Pacificar a compreensão é criar uma ótima oportunidade, acredita Sydney Sanches. “Mesmo com esse impasse, o mercado já estava crescendo. Acredito que agora ele irá só melhorar, oferecendo melhores rendimentos aos criadores e assegurando para os grupos de empreendedores maior segurança jurídica. A propriedade intelectual não é e nem nunca será um entrave à propagação de novas tecnologias”, salienta o presidente da Cdadie.

Também para a ABPI, não haverá diminuição no serviço, mesmo com o acréscimo do pagamento dos direitos autorais: “Está cada vez menor a compra de mídias físicas. O uso do mobile como ferramenta de distribuição e acesso a conteúdos é realmente polêmico no Brasil. Tanto na questão do comércio eletrônico quanto na questão de música para consumo. Mas o streaming é um avanço que veio para ficar”.

Para a superintendente do Ecad, quanto maior a visibilidade ao trabalho dos músicos, melhor para eles. E neste sentido as novas tecnologias só ajudam. “A postura foi no sentido de corrigir um erro desse novo mecanismo, que deixava de lado a cobrança de direitos autorais. No entanto, somos muito a favor das novas tecnologias. É importante que os músicos tenham cada vez mais recursos para continuarem criando.

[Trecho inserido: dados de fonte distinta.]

/*
 * field.rs
 * Copyright (c) 2025 Posit, PBC
 */

//! Merge fields: the markers that carry directives inside a document part.
//!
//! WordprocessingML encodes a merge field in one of two shapes:
//!
//! ```text
//! simple:   <w:fldSimple w:instr=" MERGEFIELD =name \* MERGEFORMAT ">
//!             <w:r><w:t>«=name»</w:t></w:r>
//!           </w:fldSimple>
//!
//! complex:  <w:r><w:fldChar w:fldCharType="begin"/></w:r>
//!           <w:r><w:instrText> MERGEFIELD =name \* MERGEFORMAT </w:instrText></w:r>
//!           <w:r><w:fldChar w:fldCharType="separate"/></w:r>
//!           <w:r><w:t>«=name»</w:t></w:r>
//!           <w:r><w:fldChar w:fldCharType="end"/></w:r>
//! ```
//!
//! A third shape marks picture placeholders: a `w:drawing` whose picture is
//! named `=expression`.

use std::fmt;

use once_cell::sync::Lazy;
use regex::Regex;
use serde::{Deserialize, Serialize};
use tracing::{debug, trace};
use wordmerge_xml::{NodeId, XmlDocument};

use crate::content::Content;
use crate::env::RenderEnv;
use crate::error::TemplateResult;
use crate::geometry;

static MERGEFIELD: Lazy<Regex> =
    Lazy::new(|| Regex::new(r"^\s*MERGEFIELD\s+([^ ]+)\s+\\\*\s+MERGEFORMAT\s*$").unwrap());

static PICTURE_NAME: Lazy<Regex> = Lazy::new(|| Regex::new(r"^(=[^ ]+)").unwrap());

/// The physical shape of a field.
#[derive(Debug, Clone, Copy, PartialEq, Eq, Hash, Serialize, Deserialize)]
#[serde(rename_all = "lowercase")]
pub enum FieldKind {
    Simple,
    Complex,
    Image,
}

#[derive(Debug, Clone, PartialEq, Eq)]
enum Shape {
    Simple(NodeId),
    Complex {
        nodes: Vec<NodeId>,
        /// The node right after the separator; it holds the display text.
        pattern: Option<NodeId>,
    },
    Image(NodeId),
}

/// One directive marker in a document part.
#[derive(Debug, Clone, PartialEq, Eq)]
pub struct Field {
    shape: Shape,
    raw_text: String,
    expression: String,
}

impl Field {
    /// A `w:fldSimple` field.
    pub fn simple(doc: &XmlDocument, node: NodeId) -> Self {
        let raw_text = doc.attribute(node, "w:instr").unwrap_or_default().to_string();
        let expression = merge_expression(&raw_text);
        Self {
            shape: Shape::Simple(node),
            raw_text,
            expression,
        }
    }

    /// A field spanning the runs from its `begin` to its `end` marker.
    pub fn complex(doc: &XmlDocument, nodes: Vec<NodeId>) -> Self {
        let raw_text: String = nodes
            .iter()
            .flat_map(|&node| doc.find_all(node, "w:instrText"))
            .map(|instr| doc.text_content(instr))
            .collect();

        let pattern = nodes
            .iter()
            .copied()
            .find(|&node| has_fld_char(doc, node, "separate"))
            .and_then(|separate| doc.next_element(separate));

        let expression = match pattern.and_then(|p| display_node(doc, p)) {
            Some(_) => merge_expression(&raw_text),
            None => String::new(),
        };

        Self {
            shape: Shape::Complex { nodes, pattern },
            raw_text,
            expression,
        }
    }

    /// A picture placeholder.
    pub fn image(doc: &XmlDocument, drawing: NodeId) -> Self {
        let raw_text = picture_name(doc, drawing).unwrap_or_default().trim().to_string();
        let expression = PICTURE_NAME
            .captures(&raw_text)
            .map(|caps| caps[1].to_string())
            .unwrap_or_default();
        Self {
            shape: Shape::Image(drawing),
            raw_text,
            expression,
        }
    }

    /// Check if `node` is a drawing whose picture name starts with `=`.
    pub fn is_image_candidate(doc: &XmlDocument, node: NodeId) -> bool {
        doc.is_element(node, "w:drawing")
            && picture_name(doc, node).is_some_and(|name| name.trim().starts_with('='))
    }

    /// Rebuild a field of `kind` over already-located nodes.
    pub fn from_nodes(doc: &XmlDocument, kind: FieldKind, nodes: Vec<NodeId>) -> Option<Self> {
        match kind {
            FieldKind::Simple => nodes.first().map(|&node| Self::simple(doc, node)),
            FieldKind::Complex => (!nodes.is_empty()).then(|| Self::complex(doc, nodes)),
            FieldKind::Image => nodes.first().map(|&node| Self::image(doc, node)),
        }
    }

    pub fn kind(&self) -> FieldKind {
        match self.shape {
            Shape::Simple(_) => FieldKind::Simple,
            Shape::Complex { .. } => FieldKind::Complex,
            Shape::Image(_) => FieldKind::Image,
        }
    }

    /// The directive text, e.g. `=person.name` or `people:each(person)`.
    /// Empty when the marker is not a directive.
    pub fn expression(&self) -> &str {
        &self.expression
    }

    /// The instruction text as found in the markup.
    pub fn raw_text(&self) -> &str {
        &self.raw_text
    }

    pub fn is_valid(&self) -> bool {
        !self.expression.is_empty()
    }

    pub fn start_node(&self) -> NodeId {
        match &self.shape {
            Shape::Simple(node) | Shape::Image(node) => *node,
            Shape::Complex { nodes, .. } => nodes[0],
        }
    }

    pub fn end_node(&self) -> NodeId {
        match &self.shape {
            Shape::Simple(node) | Shape::Image(node) => *node,
            Shape::Complex { nodes, .. } => nodes[nodes.len() - 1],
        }
    }

    /// Every node that makes up the field, in document order.
    pub fn nodes(&self) -> Vec<NodeId> {
        match &self.shape {
            Shape::Simple(node) | Shape::Image(node) => vec![*node],
            Shape::Complex { nodes, .. } => nodes.clone(),
        }
    }

    /// The nearest element named `name` enclosing the field.
    pub fn ancestor(&self, doc: &XmlDocument, name: &str) -> Option<NodeId> {
        doc.ancestor(self.start_node(), name)
    }

    /// Render `content` in place of the field's display text and remove the
    /// field scaffolding.
    pub fn replace(
        &self,
        doc: &mut XmlDocument,
        content: &Content,
        env: &mut RenderEnv,
    ) -> TemplateResult<()> {
        match &self.shape {
            Shape::Simple(node) => {
                if display_node(doc, *node).is_none() {
                    debug!(
                        expression = %self.expression,
                        "Adding a display run to an empty field"
                    );
                    let run = doc.create_element("w:r");
                    let text = doc.create_element("w:t");
                    doc.append_child(run, text);
                    doc.append_child(*node, run);
                }
                replace_display(doc, *node, content, env)?;
                doc.unwrap(*node);
            }
            Shape::Complex { nodes, pattern } => {
                if let Some(pattern) = *pattern {
                    replace_display(doc, pattern, content, env)?;
                }
                for &node in nodes {
                    if Some(node) != *pattern {
                        doc.detach(node);
                    }
                }
            }
            Shape::Image(drawing) => {
                if let Content::Image(image) = content {
                    let spec = image.spec()?;
                    let id = env.resources.insert_image(image.clone());
                    if let Some(blip) = doc.find(*drawing, "a:blip") {
                        doc.set_attribute(blip, "r:embed", id.as_str());
                    }
                    geometry::apply(doc, *drawing, &spec);
                    trace!(expression = %self.expression, %id, "Embedded image");
                }
            }
        }
        Ok(())
    }

    /// Remove the field without rendering anything. Picture placeholders
    /// stay in place.
    pub fn remove(&self, doc: &mut XmlDocument) {
        match &self.shape {
            Shape::Simple(node) => doc.detach(*node),
            Shape::Complex { nodes, .. } => {
                for &node in nodes {
                    doc.detach(node);
                }
            }
            Shape::Image(_) => {}
        }
    }
}

impl fmt::Display for Field {
    fn fmt(&self, f: &mut fmt::Formatter<'_>) -> fmt::Result {
        write!(f, "«{}»", self.expression)
    }
}

fn merge_expression(raw_text: &str) -> String {
    MERGEFIELD
        .captures(raw_text)
        .map(|caps| caps[1].to_string())
        .unwrap_or_default()
}

fn picture_name(doc: &XmlDocument, drawing: NodeId) -> Option<&str> {
    doc.find(drawing, "pic:cNvPr")
        .and_then(|node| doc.attribute(node, "name"))
}

/// Check if `node` contains a `w:fldChar` of the given type.
pub(crate) fn has_fld_char(doc: &XmlDocument, node: NodeId, kind: &str) -> bool {
    doc.descendants(node)
        .any(|n| doc.is_element(n, "w:fldChar") && doc.attribute(n, "w:fldCharType") == Some(kind))
}

/// The text node a field displays: its first `w:t`, else its `w:instrText`.
fn display_node(doc: &XmlDocument, node: NodeId) -> Option<NodeId> {
    doc.find(node, "w:t")
        .or_else(|| doc.find(node, "w:instrText"))
}

fn replace_display(
    doc: &mut XmlDocument,
    node: NodeId,
    content: &Content,
    env: &mut RenderEnv,
) -> TemplateResult<()> {
    let Some(display) = display_node(doc, node) else {
        return Ok(());
    };
    let paragraph = doc.ancestor(node, "w:p");
    content.append_to(doc, paragraph, display, env)?;
    doc.detach(display);
    Ok(())
}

É o que fomenta o trabalho deles”, diz Glória.

De acordo com ela, o Ecad possui outras demandas na Justiça com essa mesma proposta, mas espera que com a pacificação da questão pelo STJ as pautas possam ser resolvidas de maneira extrajudicial.
Para aprofundar a questão, a Cdadie pretende organizar eventos sobre o reflexo desta decisão nos mercados de entretenimento e digital.

Mesmo se opondo à arrecadação de direitos autorais nesses casos, a ABPI deixa claro que não se opõe à correta remuneração dos músicos, editoras e gravadoras. “O serviço de streaming já paga direitos autorais às editoras, pelo uso da composição musical, e às gravadoras, pelo uso do fonograma. O Ecad só deveria receber se de fato houvesse uma execução pública e no nosso entendimento isso não existe. Nossa crítica é ao fato de presumirem que todo serviço de streaming é uma execução pública”, conclui Fábio Pereira.